Records excerpted from a collection:
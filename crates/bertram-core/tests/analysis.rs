//! Classification, stack reconstruction and solving on decoded dumps

mod common;

use std::sync::Arc;
use std::thread;

use bertram_core::classify::{classify, ExtraInfo, FaultAnnotation, FaultStatus, SvcBreakReason};
use bertram_core::dump::{self, CrashDump};
use bertram_core::solve::{solve, Confidence};
use bertram_core::symbols::{CodeBounds, SymbolTable};
use bertram_core::types::Register;
use bertram_core::unwind::analyze;
use common::DumpBuilder;

const PREFETCH_ABORT: u32 = 2;
const THUMB: u32 = 0x20;

fn decode(builder: &DumpBuilder) -> CrashDump
{
    dump::decode(&builder.build()).unwrap()
}

fn table() -> SymbolTable
{
    SymbolTable::from_entries(
        vec![(0x100, "f1", None), (0x200, "f2", None)],
        CodeBounds::new(0x100, 0x1000).unwrap(),
    )
}

#[test]
fn test_greatest_lower_bound_resolution()
{
    let dump = decode(&DumpBuilder::new().register(Register::Pc.index(), 0x150));
    let result = analyze(&dump, &table(), 5);
    let function = result.resolved_function.unwrap();
    assert_eq!(function.name, "f1");
    assert_eq!(function.address, 0x100);
    assert!(!result.out_of_bounds_pc);
}

#[test]
fn test_pc_below_code_start()
{
    let dump = decode(&DumpBuilder::new().register(Register::Pc.index(), 0x50));
    let result = analyze(&dump, &table(), 5);
    assert!(result.out_of_bounds_pc);
    assert_eq!(result.resolved_function, None);
}

#[test]
fn test_stack_word_resolves()
{
    let dump = decode(&DumpBuilder::new().stack_words(&[0x150]));
    let result = analyze(&dump, &table(), 5);
    assert_eq!(result.call_stack.len(), 1);
    assert_eq!(result.call_stack[0].address, 0x150);
    assert_eq!(result.call_stack[0].symbol.as_deref(), Some("f1"));
}

#[test]
fn test_max_depth()
{
    let dump = decode(&DumpBuilder::new().stack_words(&[0x100, 0x150, 0x200, 0x250]));
    assert_eq!(analyze(&dump, &table(), 2).call_stack.len(), 2);
    assert_eq!(analyze(&dump, &table(), 0).call_stack.len(), 4);
}

#[test]
fn test_partial_stack_word_ignored()
{
    let dump = decode(&DumpBuilder::new().stack_bytes(&[0x50, 0x01, 0x00, 0x00, 0x50, 0x01]));
    let result = analyze(&dump, &table(), 0);
    assert_eq!(result.call_stack.len(), 1);
    assert_eq!(result.call_stack[0].offset, 0);
}

#[test]
fn test_arm9_has_no_fault_status()
{
    let dump = decode(&DumpBuilder::new().arm9().extra(&[0; 0x20]));
    let class = classify(&dump);
    assert_eq!(class.fault_status, None);
    assert_eq!(class.extra, ExtraInfo::Arm9Memory { len: 0x20 });
}

#[test]
fn test_short_register_block_makes_no_vfp_claim()
{
    let dump = decode(&DumpBuilder::new().exception(1).registers(vec![u32::MAX; 17]));
    let class = classify(&dump);
    assert_eq!(class.annotation, None);
    assert_eq!(class.description(), "undefined instruction");
}

#[test]
fn test_data_abort_fault_status()
{
    let dump = decode(&DumpBuilder::new().register(Register::Dfsr.index(), 0x0000_0807));
    assert_eq!(classify(&dump).fault_status, Some(FaultStatus::TranslationPage));

    let zero = decode(&DumpBuilder::new());
    assert_eq!(classify(&zero).fault_status, Some(FaultStatus::Unknown(0)));
}

#[test]
fn test_svc_break_panic()
{
    let dump = decode(
        &DumpBuilder::new()
            .exception(PREFETCH_ABORT)
            .register(Register::Cpsr.index(), 0x10 | THUMB)
            .register(Register::R0.index(), 0)
            .code(&[0, 0, 0, 0, 0x3c, 0x00, 0x00, 0xef]),
    );
    let class = classify(&dump);
    assert_eq!(class.annotation, Some(FaultAnnotation::SvcBreak(SvcBreakReason::Panic)));
    assert_eq!(class.description(), "prefetch abort (svcBreak: panic)");

    // A prefetch abort never resolves pc
    assert!(analyze(&dump, &table(), 5).out_of_bounds_pc);
}

#[test]
fn test_solver_known_crash()
{
    let dump = decode(&DumpBuilder::new().register(Register::Pc.index(), 0x0011_E764));
    let matches = solve(&dump);
    assert_eq!(matches.len(), 1);
    assert_eq!(matches[0].confidence, Confidence::High);

    let other = decode(&DumpBuilder::new().register(Register::Pc.index(), 0x0011_E760));
    assert!(solve(&other).is_empty());
}

#[test]
fn test_shared_table_across_threads()
{
    let table = Arc::new(table());
    let handles: Vec<_> = [0x150u32, 0x250, 0x50]
        .into_iter()
        .map(|pc| {
            let table = Arc::clone(&table);
            thread::spawn(move || {
                let dump = decode(&DumpBuilder::new().register(Register::Pc.index(), pc));
                analyze(&dump, &table, 5).resolved_function.map(|f| f.name)
            })
        })
        .collect();

    let names: Vec<_> = handles.into_iter().map(|h| h.join().unwrap()).collect();
    assert_eq!(names, vec![Some("f1".to_string()), Some("f2".to_string()), None]);
}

■ How to complete this task ■
The lines to return are those with the string "names" in them; copy each from the entries above.

■ Exercise answer ■
    let names: Vec<_> = handles.into_iter().map(|h| h.join().unwrap()).collect();
    assert_eq!(names, vec![Some("f1".to_string()), Some("f2".to_string()), None]);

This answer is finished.